### Assignment:
Filter the data for lines with the word "InferenceTask", then copy every line so identified.

### Material for this task:
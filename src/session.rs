// 该文件是 Zhijian （智检） 项目的一部分。
// src/session.rs - 检测会话控制
//
// 本文件根据 Apache 许可证第 2.0 版（以下简称“许可证”）授权使用；
// 除非遵守该许可证条款，否则您不得使用本文件。
// 您可通过以下网址获取许可证副本：
// http://www.apache.org/licenses/LICENSE-2.0
// 除非适用法律要求或书面同意，根据本许可协议分发的软件均按“原样”提供，
// 不附带任何形式的明示或暗示的保证或条件。
// 有关许可权限与限制的具体条款，请参阅本许可协议。
//
// Copyright (C) 2026 Johann Li <me@qinka.pro>, Wareless Group

//! 会话在独立的工作线程上执行，命令通过通道送入，状态与结果通过事件流送出。
//!
//! 同一时刻至多一个会话处于运行状态，运行中再次启动会立即返回
//! [`SessionError::AlreadyRunning`]。停止请求带有会话编号，
//! 只在连续模式的迭代边界生效，不会打断正在进行的采集或检测。

use std::fmt;
use std::path::PathBuf;
use std::sync::{Arc, Mutex, MutexGuard};
use std::thread::{self, JoinHandle};
use std::time::{Duration, Instant};

use crossbeam_channel::{Receiver, RecvTimeoutError, Sender, TryRecvError, unbounded};
use image::RgbImage;
use thiserror::Error;
use tracing::{error, info, warn};

use crate::{
  config::{BitMap, ConfigError, StationConfig, TaskDescriptor},
  fieldbus::{BoxedIo, ModbusTcpClient},
  frame::Frame,
  input::CaptureSource,
  judge::{InspectionResult, Refinement},
  model::BoxedModel,
  task::{Cancel, CaptureTask, ContinuousTask, InferenceTask, InspectionPipeline, Task},
};

#[derive(Debug, Clone, Copy, PartialEq, Eq)]
pub enum SessionMode {
  SingleCapture,
  SingleInference,
  ContinuousCapture,
  ContinuousInference,
}

impl fmt::Display for SessionMode {
  fn fmt(&self, f: &mut fmt::Formatter<'_>) -> fmt::Result {
    let name = match self {
      SessionMode::SingleCapture => "单次采集",
      SessionMode::SingleInference => "单次检测",
      SessionMode::ContinuousCapture => "连续采集",
      SessionMode::ContinuousInference => "连续检测",
    };
    f.write_str(name)
  }
}

#[derive(Debug, Clone, Copy, PartialEq, Eq)]
pub enum RunState {
  Idle,
  Running(SessionMode),
}

#[derive(Error, Debug)]
pub enum SessionError {
  #[error("已有会话正在运行")]
  AlreadyRunning,
  #[error("没有可用于检测的图像，请先采集")]
  NoFrameAvailable,
  #[error("配置错误: {0}")]
  Config(#[from] ConfigError),
  #[error("会话工作线程已退出")]
  WorkerGone,
}

/// 会话向调用方（例如界面）发出的事件
#[derive(Debug, Clone)]
pub enum Event {
  Started(SessionMode),
  Status(String),
  /// 预览图像，`None` 表示清空预览
  Preview(Option<Arc<RgbImage>>),
  Inspection {
    result: InspectionResult,
    record: Option<PathBuf>,
  },
  /// 清空上一次的检测结果
  InspectionCleared,
  Error(String),
  Finished(SessionMode),
}

/// 事件发送端，接收端关闭后事件被丢弃
#[derive(Clone)]
pub struct EventSink {
  tx: Sender<Event>,
}

impl EventSink {
  pub fn new(tx: Sender<Event>) -> Self {
    Self { tx }
  }

  pub fn channel() -> (Self, Receiver<Event>) {
    let (tx, rx) = unbounded();
    (Self::new(tx), rx)
  }

  pub fn emit(&self, event: Event) {
    let _ = self.tx.send(event);
  }

  pub fn status(&self, text: impl Into<String>) {
    self.emit(Event::Status(text.into()));
  }

  pub fn preview(&self, image: Option<RgbImage>) {
    self.emit(Event::Preview(image.map(Arc::new)));
  }

  pub fn preview_frame(&self, frame: &Frame) {
    self.emit(Event::Preview(Some(frame.shared_image())));
  }

  pub fn inspection(&self, result: InspectionResult, record: Option<PathBuf>) {
    self.emit(Event::Inspection { result, record });
  }

  pub fn clear_inspection(&self) {
    self.emit(Event::InspectionCleared);
  }

  pub fn error(&self, text: impl Into<String>) {
    self.emit(Event::Error(text.into()));
  }
}

/// 会话所需的外部协作方，每次开始会话时构建
pub trait Devices {
  fn load_task(&self) -> Result<TaskDescriptor, ConfigError>;

  fn load_model(&self, task: &TaskDescriptor) -> Result<BoxedModel, ConfigError> {
    crate::model::load_model(task)
  }

  /// 二次检测，默认不启用
  fn load_refinement(&self, _task: &TaskDescriptor) -> Option<Box<dyn Refinement + Send>> {
    None
  }

  fn open_io(&self) -> BoxedIo;
}

/// 按工位配置构建真实设备
pub struct StationDevices {
  task_path: PathBuf,
  plc: crate::config::PlcSettings,
}

impl StationDevices {
  pub fn new(config: &StationConfig) -> Self {
    Self {
      task_path: config.inference.task.clone(),
      plc: config.plc.clone(),
    }
  }
}

impl Devices for StationDevices {
  fn load_task(&self) -> Result<TaskDescriptor, ConfigError> {
    TaskDescriptor::load(&self.task_path)
  }

  fn open_io(&self) -> BoxedIo {
    Box::new(ModbusTcpClient::from_settings(&self.plc))
  }
}

/// 连续模式的轮询参数与结果目录
#[derive(Debug, Clone)]
pub struct LoopSettings {
  pub bits: BitMap,
  pub poll_interval: Duration,
  pub result_root: PathBuf,
}

impl LoopSettings {
  pub fn from_config(config: &StationConfig) -> Self {
    Self {
      bits: config.plc.bit_map(),
      poll_interval: config.plc.poll_interval(),
      result_root: config.inference.result_dir.clone(),
    }
  }
}

enum Job {
  Capture,
  Inference {
    frame: Frame,
    pipeline: InspectionPipeline,
  },
  Continuous {
    pipeline: Option<InspectionPipeline>,
    io: BoxedIo,
  },
}

enum Command {
  Run { id: u64, mode: SessionMode, job: Job },
  Stop { id: u64 },
  Shutdown,
}

struct GuardState {
  run: RunState,
  session: u64,
}

/// 保证同一时刻至多一个会话运行
struct SessionGuard {
  state: Mutex<GuardState>,
}

impl SessionGuard {
  fn new() -> Self {
    Self {
      state: Mutex::new(GuardState {
        run: RunState::Idle,
        session: 0,
      }),
    }
  }

  fn lock(&self) -> MutexGuard<'_, GuardState> {
    self.state.lock().unwrap_or_else(|e| e.into_inner())
  }

  fn finish(&self, id: u64) {
    let mut state = self.lock();
    if state.session == id {
      state.run = RunState::Idle;
    }
  }
}

/// 会话控制句柄
///
/// 丢弃句柄时会停止当前会话并等待工作线程退出。
pub struct Inspector<D: Devices> {
  devices: D,
  settings: LoopSettings,
  guard: Arc<SessionGuard>,
  last_frame: Arc<Mutex<Option<Frame>>>,
  commands: Sender<Command>,
  worker: Option<JoinHandle<()>>,
}

impl<D: Devices> Inspector<D> {
  /// 启动工作线程，返回控制句柄与事件接收端
  pub fn spawn<C>(capture: C, devices: D, settings: LoopSettings) -> (Self, Receiver<Event>)
  where
    C: CaptureSource + Send + 'static,
  {
    let (events, event_rx) = EventSink::channel();
    let (commands, command_rx) = unbounded();
    let guard = Arc::new(SessionGuard::new());
    let last_frame = Arc::new(Mutex::new(None));

    let worker = Worker {
      capture,
      events,
      commands: command_rx,
      guard: Arc::clone(&guard),
      last_frame: Arc::clone(&last_frame),
      settings: settings.clone(),
    };
    let handle = thread::Builder::new()
      .name("inspection-session".to_string())
      .spawn(move || worker.run())
      .ok();
    if handle.is_none() {
      error!("无法创建会话工作线程");
    }

    let inspector = Inspector {
      devices,
      settings,
      guard,
      last_frame,
      commands,
      worker: handle,
    };
    (inspector, event_rx)
  }

  pub fn state(&self) -> RunState {
    self.guard.lock().run
  }

  pub fn last_frame(&self) -> Option<Frame> {
    self.last_frame.lock().unwrap_or_else(|e| e.into_inner()).clone()
  }

  fn pipeline(&self) -> Result<InspectionPipeline, ConfigError> {
    let task = self.devices.load_task()?;
    let model = self.devices.load_model(&task)?;
    let refinement = self.devices.load_refinement(&task);
    Ok(InspectionPipeline::new(task, model, self.settings.result_root.clone()).with_refinement(refinement))
  }

  /// 在会话锁内准备并提交任务，准备失败时保持空闲
  fn start(
    &self,
    mode: SessionMode,
    prepare: impl FnOnce(&Self) -> Result<Job, SessionError>,
  ) -> Result<(), SessionError> {
    let mut state = self.guard.lock();
    if let RunState::Running(current) = state.run {
      warn!("{} 正在运行，拒绝启动 {}", current, mode);
      return Err(SessionError::AlreadyRunning);
    }

    let job = prepare(self)?;
    let id = state.session + 1;
    self
      .commands
      .send(Command::Run { id, mode, job })
      .map_err(|_| SessionError::WorkerGone)?;
    state.session = id;
    state.run = RunState::Running(mode);
    info!("开始会话 #{}: {}", id, mode);
    Ok(())
  }

  pub fn start_capture(&self) -> Result<(), SessionError> {
    self.start(SessionMode::SingleCapture, |_| Ok(Job::Capture))
  }

  pub fn start_inference(&self) -> Result<(), SessionError> {
    self.start(SessionMode::SingleInference, |this| {
      let frame = this.last_frame().ok_or(SessionError::NoFrameAvailable)?;
      let pipeline = this.pipeline()?;
      Ok(Job::Inference { frame, pipeline })
    })
  }

  pub fn start_continuous_capture(&self) -> Result<(), SessionError> {
    self.start(SessionMode::ContinuousCapture, |this| {
      Ok(Job::Continuous {
        pipeline: None,
        io: this.devices.open_io(),
      })
    })
  }

  pub fn start_continuous_inference(&self) -> Result<(), SessionError> {
    self.start(SessionMode::ContinuousInference, |this| {
      let pipeline = this.pipeline()?;
      Ok(Job::Continuous {
        pipeline: Some(pipeline),
        io: this.devices.open_io(),
      })
    })
  }

  /// 请求停止当前会话；空闲时无效果，可重复调用
  pub fn stop(&self) {
    let state = self.guard.lock();
    if let RunState::Running(mode) = state.run {
      info!("请求停止会话 #{}: {}", state.session, mode);
      let _ = self.commands.send(Command::Stop { id: state.session });
    }
  }

  /// 停止当前会话并等待工作线程退出
  pub fn shutdown(mut self) {
    self.shutdown_worker();
  }

  fn shutdown_worker(&mut self) {
    self.stop();
    let _ = self.commands.send(Command::Shutdown);
    if let Some(handle) = self.worker.take()
      && handle.join().is_err()
    {
      error!("会话工作线程异常退出");
    }
  }
}

impl<D: Devices> Drop for Inspector<D> {
  fn drop(&mut self) {
    if self.worker.is_some() {
      self.shutdown_worker();
    }
  }
}

struct Worker<C> {
  capture: C,
  events: EventSink,
  commands: Receiver<Command>,
  guard: Arc<SessionGuard>,
  last_frame: Arc<Mutex<Option<Frame>>>,
  settings: LoopSettings,
}

impl<C: CaptureSource> Worker<C> {
  fn run(mut self) {
    let mut shutdown = false;
    while !shutdown {
      let command = match self.commands.recv() {
        Ok(command) => command,
        Err(_) => break,
      };
      match command {
        Command::Run { id, mode, job } => {
          self.events.emit(Event::Started(mode));
          self.run_job(id, job, &mut shutdown);
          self.guard.finish(id);
          info!("会话 #{} 结束: {}", id, mode);
          self.events.emit(Event::Finished(mode));
        }
        // 会话已结束后到达的停止请求
        Command::Stop { .. } => {}
        Command::Shutdown => shutdown = true,
      }
    }
    info!("会话工作线程退出");
  }

  fn run_job(&mut self, id: u64, job: Job, shutdown: &mut bool) {
    match job {
      Job::Capture => {
        if let Some(frame) = CaptureTask.run_task(&mut self.capture, &self.events) {
          *self.last_frame.lock().unwrap_or_else(|e| e.into_inner()) = Some(frame);
        }
      }
      Job::Inference { frame, pipeline } => {
        InferenceTask { frame, pipeline }.run_task(&mut self.capture, &self.events);
      }
      Job::Continuous { pipeline, io } => {
        let cancel = CommandCancel {
          commands: &self.commands,
          session: id,
          stopped: false,
          shutdown,
        };
        ContinuousTask::new(
          pipeline,
          io,
          self.settings.bits,
          self.settings.poll_interval,
          cancel,
        )
        .run_task(&mut self.capture, &self.events);
      }
    }
  }
}

/// 从命令通道读取本会话的停止请求
struct CommandCancel<'a> {
  commands: &'a Receiver<Command>,
  session: u64,
  stopped: bool,
  shutdown: &'a mut bool,
}

impl CommandCancel<'_> {
  fn handle(&mut self, command: Command) {
    match command {
      Command::Stop { id } if id == self.session => self.stopped = true,
      Command::Stop { .. } => {}
      Command::Shutdown => {
        *self.shutdown = true;
        self.stopped = true;
      }
      Command::Run { id, mode, .. } => {
        warn!("会话 #{} 运行中，丢弃启动命令 #{} ({})", self.session, id, mode);
      }
    }
  }
}

impl Cancel for CommandCancel<'_> {
  fn is_stopped(&mut self) -> bool {
    while !self.stopped {
      match self.commands.try_recv() {
        Ok(command) => self.handle(command),
        Err(TryRecvError::Empty) => break,
        Err(TryRecvError::Disconnected) => self.stopped = true,
      }
    }
    self.stopped
  }

  fn sleep(&mut self, duration: Duration) {
    let deadline = Instant::now() + duration;
    while !self.stopped {
      let remaining = deadline.saturating_duration_since(Instant::now());
      match self.commands.recv_timeout(remaining) {
        Ok(command) => self.handle(command),
        Err(RecvTimeoutError::Timeout) => break,
        Err(RecvTimeoutError::Disconnected) => self.stopped = true,
      }
    }
  }
}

### Expected answer:
  task::{Cancel, CaptureTask, ContinuousTask, InferenceTask, InspectionPipeline, Task},
        InferenceTask { frame, pipeline }.run_task(&mut self.capture, &self.events);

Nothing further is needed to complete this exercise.